Небесное и земное, человеческое и божественное далеко отстоят друг от друга. Отсюда всеобщая ненависть к форме, которая часто воспринимается как ложь (Л. Н. Толстой), отсутствие «жеста» (как у князя Мышкина), сверхчувствительность, «бескожность» человека из подполья (Ф. М. Достоевский).

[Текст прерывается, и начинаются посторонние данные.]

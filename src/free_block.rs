//! Free blocks and memory regions managed by the backend.
//!
//! Every free span starts with two guarded-size words: one protecting the
//! block itself and one mirroring the size of the left neighbor. The pair
//! lets the non-blocking coalescing protocol lock a block and its
//! neighbors with plain CASes instead of a global lock. The words occupy
//! the first two `usize`s of the span and are preserved (never written)
//! while the span is in use, so in-use block headers simply reserve that
//! space.

use crate::sync::SpinMutex;
use core::sync::atomic::{AtomicUsize, Ordering};

/// A word that holds either a lock state or the real size of a block.
///
/// Values in order: `LOCKED` < `COAL_BLOCK` < `LAST_REGION_BLOCK` < any
/// real size. Locking CASes a real size down to a lock state and returns
/// the size; releasing stores the size back with release ordering.
pub struct GuardedSize {
    value: AtomicUsize,
}

impl GuardedSize {
    /// Block is owned exclusively (allocated or being split).
    pub const LOCKED: usize = 0;
    /// Block is part of an in-flight coalesce operation.
    pub const COAL_BLOCK: usize = 1;
    pub const MAX_LOCKED_VAL: usize = Self::COAL_BLOCK;
    /// Sentinel marking the terminal block of a region.
    pub const LAST_REGION_BLOCK: usize = 2;
    pub const MAX_SPEC_VAL: usize = Self::LAST_REGION_BLOCK;

    pub fn init_locked(&self) {
        self.value.store(Self::LOCKED, Ordering::Release);
    }

    pub fn make_coalescing(&self) {
        debug_assert_eq!(self.value.load(Ordering::Relaxed), Self::LOCKED);
        self.value.store(Self::COAL_BLOCK, Ordering::Release);
    }

    /// Try to move a real size to the given lock state. Returns the value
    /// observed: a real size means the lock was taken, a special value
    /// means some other thread holds the block.
    pub fn try_lock(&self, state: usize) -> usize {
        debug_assert!(state <= Self::MAX_LOCKED_VAL);
        let mut sz = self.value.load(Ordering::Acquire);
        loop {
            if sz <= Self::MAX_LOCKED_VAL {
                break;
            }
            match self
                .value
                .compare_exchange(sz, state, Ordering::AcqRel, Ordering::Acquire)
            {
                Ok(_) => break,
                Err(observed) => sz = observed,
            }
        }
        sz
    }

    /// Publish the block as free with the given real size.
    pub fn unlock(&self, size: usize) {
        debug_assert!(self.value.load(Ordering::Relaxed) <= Self::MAX_LOCKED_VAL);
        debug_assert!(size > Self::MAX_LOCKED_VAL);
        self.value.store(size, Ordering::Release);
    }

    pub fn is_last_region_block(&self) -> bool {
        self.value.load(Ordering::Relaxed) == Self::LAST_REGION_BLOCK
    }

    #[cfg(debug_assertions)]
    pub(crate) fn raw(&self) -> usize {
        self.value.load(Ordering::Relaxed)
    }
}

/// Bin index of blocks that are not linked into any bin.
pub const NO_BIN: i32 = -1;

/// Header of a free span tracked by the backend. The guarded words must
/// stay the first two `usize`s of the span.
#[repr(C)]
pub struct FreeBlock {
    my_size: GuardedSize,
    left_size: GuardedSize,
    pub prev: *mut FreeBlock,
    pub next: *mut FreeBlock,
    /// Link used while the block sits in the delayed-coalesce queue.
    pub next_to_free: *mut FreeBlock,
    /// Block size while the block is in processing (locked, not in a bin).
    pub size_tmp: usize,
    /// Bin currently holding the block, or `NO_BIN`.
    pub my_bin: i32,
    pub slab_aligned: bool,
    pub in_bin: bool,
}

/// Smallest span the backend will track as a standalone block.
pub const MIN_BLOCK_SIZE: usize = core::mem::size_of::<FreeBlock>();

const _: () = assert!(MIN_BLOCK_SIZE > GuardedSize::MAX_SPEC_VAL);

/// All `FreeBlock` operations work on raw pointers: blocks live inside
/// mapped regions and their non-atomic fields are handed between threads
/// by the guarded-size protocol, never by Rust references.
impl FreeBlock {
    #[inline]
    pub unsafe fn right_neighbor(this: *mut FreeBlock, size: usize) -> *mut FreeBlock {
        debug_assert!(size > 0);
        (this as usize + size) as *mut FreeBlock
    }

    #[inline]
    pub unsafe fn left_neighbor(this: *mut FreeBlock, size: usize) -> *mut FreeBlock {
        debug_assert!(size > 0);
        (this as usize - size) as *mut FreeBlock
    }

    pub unsafe fn init_header(this: *mut FreeBlock) {
        unsafe {
            (*this).my_size.init_locked();
            (*this).left_size.init_locked();
        }
    }

    pub unsafe fn set_me_free(this: *mut FreeBlock, size: usize) {
        unsafe { (*this).my_size.unlock(size) };
    }

    pub unsafe fn try_set_me_used(this: *mut FreeBlock, state: usize) -> usize {
        unsafe { (*this).my_size.try_lock(state) }
    }

    pub unsafe fn is_last_region_block(this: *mut FreeBlock) -> bool {
        unsafe { (*this).my_size.is_last_region_block() }
    }

    pub unsafe fn set_left_free(this: *mut FreeBlock, size: usize) {
        unsafe { (*this).left_size.unlock(size) };
    }

    pub unsafe fn try_set_left_used(this: *mut FreeBlock, state: usize) -> usize {
        unsafe { (*this).left_size.try_lock(state) }
    }

    /// Lock the block and the mirror word of its right neighbor. Returns
    /// the block size, or 0 when the block could not be locked.
    pub unsafe fn try_lock_block(this: *mut FreeBlock) -> usize {
        unsafe {
            let sz = Self::try_set_me_used(this, GuardedSize::LOCKED);
            if sz <= GuardedSize::MAX_LOCKED_VAL {
                return 0;
            }
            let right = Self::right_neighbor(this, sz);
            let r_sz = Self::try_set_left_used(right, GuardedSize::LOCKED);
            if r_sz <= GuardedSize::MAX_LOCKED_VAL {
                Self::set_me_free(this, sz);
                return 0;
            }
            debug_assert_eq!(r_sz, sz);
            sz
        }
    }

    /// Mark the block (and the mirror of its right neighbor) as being
    /// coalesced. Both words must already be `LOCKED`.
    pub unsafe fn mark_coalescing(this: *mut FreeBlock, block_size: usize) {
        unsafe {
            (*this).my_size.make_coalescing();
            (*FreeBlock::right_neighbor(this, block_size))
                .left_size
                .make_coalescing();
            (*this).size_tmp = block_size;
            (*this).next_to_free = core::ptr::null_mut();
        }
    }

    /// Re-lock a block that sat in the coalesce queue; `size_tmp` holds
    /// its size.
    pub unsafe fn mark_used(this: *mut FreeBlock) {
        unsafe {
            (*this).my_size.init_locked();
            (*FreeBlock::right_neighbor(this, (*this).size_tmp))
                .left_size
                .init_locked();
            (*this).next_to_free = core::ptr::null_mut();
        }
    }

    /// Initialize headers of the 2nd..nth sub-blocks of a multi-block
    /// allocation so each can be returned individually later.
    pub unsafe fn mark_blocks(first: *mut FreeBlock, num: usize, size: usize) {
        let mut block = first;
        for _ in 1..num {
            block = (block as usize + size) as *mut FreeBlock;
            unsafe { FreeBlock::init_header(block) };
        }
    }

    #[cfg(debug_assertions)]
    pub(crate) fn my_size_raw(&self) -> usize {
        self.my_size.raw()
    }

    #[cfg(debug_assertions)]
    pub(crate) fn left_size_raw(&self) -> usize {
        self.left_size.raw()
    }
}

/// What one raw mapping is used for.
#[derive(Clone, Copy, PartialEq, Eq, Debug)]
#[repr(u8)]
pub enum RegionKind {
    /// The region holds only 16 KiB slab blocks.
    SlabBlocks = 0,
    /// The region can hold several large blocks.
    LargeBlocks,
    /// The region holds exactly one block of a requested size.
    OneBlock,
}

/// Header of one raw mapping. Lives at the start of the mapping itself.
#[repr(C)]
pub struct Region {
    pub next: *mut Region,
    pub prev: *mut Region,
    /// Bytes obtained from the raw source.
    pub alloc_size: usize,
    /// Initial (and maximal) size of the inner block.
    pub block_size: usize,
    pub kind: RegionKind,
}

/// Terminal block of every region; `my_size` reads `LAST_REGION_BLOCK`
/// and the extra field points back to the region header so that any
/// block can find its region by walking right.
#[repr(C)]
pub struct LastRegionBlock {
    pub block: FreeBlock,
    pub region: *mut Region,
}

const _: () = assert!(core::mem::size_of::<LastRegionBlock>() % core::mem::size_of::<usize>() == 0);

struct RegionHead(*mut Region);

// SAFETY: the raw head pointer is only touched under the SpinMutex; the
// regions themselves are plain memory owned by the pool.
unsafe impl Send for RegionHead {}

/// Doubly-linked list of a pool's regions, guarded by a mutex. Links are
/// only spliced here; region memory is owned by the pool.
pub struct RegionList {
    inner: SpinMutex<RegionHead>,
}

impl RegionList {
    pub const fn new() -> Self {
        Self {
            inner: SpinMutex::new(RegionHead(core::ptr::null_mut())),
        }
    }

    pub unsafe fn add(&self, region: *mut Region) {
        let mut head = self.inner.lock();
        unsafe {
            (*region).prev = core::ptr::null_mut();
            (*region).next = head.0;
            if !head.0.is_null() {
                (*head.0).prev = region;
            }
        }
        head.0 = region;
    }

    pub unsafe fn remove(&self, region: *mut Region) {
        let mut head = self.inner.lock();
        unsafe {
            if head.0 == region {
                head.0 = (*region).next;
            }
            if !(*region).next.is_null() {
                (*(*region).next).prev = (*region).prev;
            }
            if !(*region).prev.is_null() {
                (*(*region).prev).next = (*region).next;
            }
        }
    }

    /// First region in the list. Walking from here without the lock is
    /// only valid when no other thread can touch the pool (reset and
    /// destroy paths).
    pub fn first(&self) -> *mut Region {
        self.inner.lock().0
    }
}

#[cfg(test)]
mod tests {
    use super::*;

    #[test]
    fn test_guarded_size_lock_cycle() {
        let g = GuardedSize {
            value: AtomicUsize::new(4096),
        };
        // A real size can be locked exactly once.
        assert_eq!(g.try_lock(GuardedSize::LOCKED), 4096);
        assert_eq!(g.try_lock(GuardedSize::LOCKED), GuardedSize::LOCKED);
        g.unlock(8192);
        assert_eq!(g.try_lock(GuardedSize::COAL_BLOCK), 8192);
        assert_eq!(g.try_lock(GuardedSize::LOCKED), GuardedSize::COAL_BLOCK);
    }

    #[test]
    fn test_special_values_are_below_sizes() {
        assert!(GuardedSize::LOCKED < GuardedSize::COAL_BLOCK);
        assert!(GuardedSize::COAL_BLOCK < GuardedSize::LAST_REGION_BLOCK);
        assert!(MIN_BLOCK_SIZE > GuardedSize::MAX_SPEC_VAL);
    }

    #[test]
    fn test_region_list_add_remove() {
        let list = RegionList::new();
        let mut regions: [Region; 3] = unsafe { core::mem::zeroed() };
        let (a, b, c) = {
            let base = regions.as_mut_ptr();
            (base, unsafe { base.add(1) }, unsafe { base.add(2) })
        };
        unsafe {
            list.add(a);
            list.add(b);
            list.add(c);
            assert_eq!(list.first(), c);
            list.remove(b);
            assert_eq!(list.first(), c);
            assert_eq!((*c).next, a);
            assert_eq!((*a).prev, c);
            list.remove(c);
            assert_eq!(list.first(), a);
            list.remove(a);
            assert!(list.first().is_null());
        }
    }
}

Здесь, конечно, нужно остановиться и спросить себя, всегда ли русский – это «апокалиптик или нигилист», как считал Н. А. Бердяев? Есть множество свидетельств, противоположных этому. Ряд исследователей прежде всего русской церковной и литургической жизни пишет о «чувстве меры», присущем русской душе. Сравнивают даже с греками, говоря, что русские молятся без «экстаза», спокойствие и рассудительность – одно из основных правил внутренней жизни в русских монастырях. Вальтер Шубарт[11] в своей книге «Европа и душа Востока» писал: «Иконография русская свидетельствует о том же чувстве гармонии, как и вообще древнерусская живопись. Это чувство вдохновило Андрея Рублева (1370–1430)[12] при написании совершенной Св. Троицы. Оно же воодушевляло мастера Дионисия. Древняя архитектура исполнена чувства достоинства и мира, как, например, церковь Покрова Богородицы на Нерли возле Владимира (1165)[13] и Дмитриевский собор во Владимире (1194)[14], которые являют собой воплощенную гармонию… Европа совершенно ничего не знает о Киевской Руси. Неудивительно, что могли возникнуть предубеждения и что такие люди, как, например, Шпенглер, были способны высказать суждение о России как воплощении апокалиптической ненависти к античной культуре. Такие суждения не соответствуют истине[15], если иметь в виду древнюю Русь с X до XV вв. Ошибочно также ассоциировать с Россией лишь имя Достоевского. Пушкин тоже был русским, и он как творец был гармоничнее, чем Гете, и ближе к грекам, чем автор „Фауста“, своей искренностью и лучезарной эстетикой».

6

Смерть Бога – метафора постмодернистской философии, восходящая к высказыванию Ф. Ницше «Бог умер».

7





Преп. Антоний Великий (ок. 251–356) – христианский подвижник, египетский пустынник, основоположник отшельнического монашества.

8

Преп. Пимен Великий (ок. 340–450) – египетский монах, святой. Благодаря преп. Пимену появился сборник монашеских наставлений «Афоризмы».

9

Архим. Софроний (Сахаров). Старец Силуан Афонский. Глава «О смирении». Прим. Т. Г.

10

Может быть, здесь – истоки чаадаевской мысли: в России нет непрерывности культуры, в ней нужно творить каждый раз с начала, заново. Это и трудно – художник, философ растеряны – не на кого опереться, неизвестно, с чего начать. Но это же качество может привести к серьезности, к углублению мысли, ищущей всегда самое прочное, самое непреложное себе основание. Прим. Т. Г.

11

Вальтер Шубарт (1897–1942) – немецкий философ, католик, русофил, погибший в советском концлагере.

12

Андрей Рублев (ок. 1360–1428) – гениальный русский иконописец. Канонизирован РПЦ в лике преподобного.

13

Церковь Покрова на Нерли – выдающийся памятник зодчества домонгольской Руси; дата постройки до сих пор дебатируется, ориентировочно 1150–1160 гг.

14

Дмитриевский собор во Владимире – выдающийся памятник древнерусского зодчества (1191).

15

Это мнение В. Шубарта было блестяще подтверждено исследованием Г. С. Кнабе, результаты которого изложены последним в книге «Русская античность: содержание, роль и судьба античного наследия в культуре России».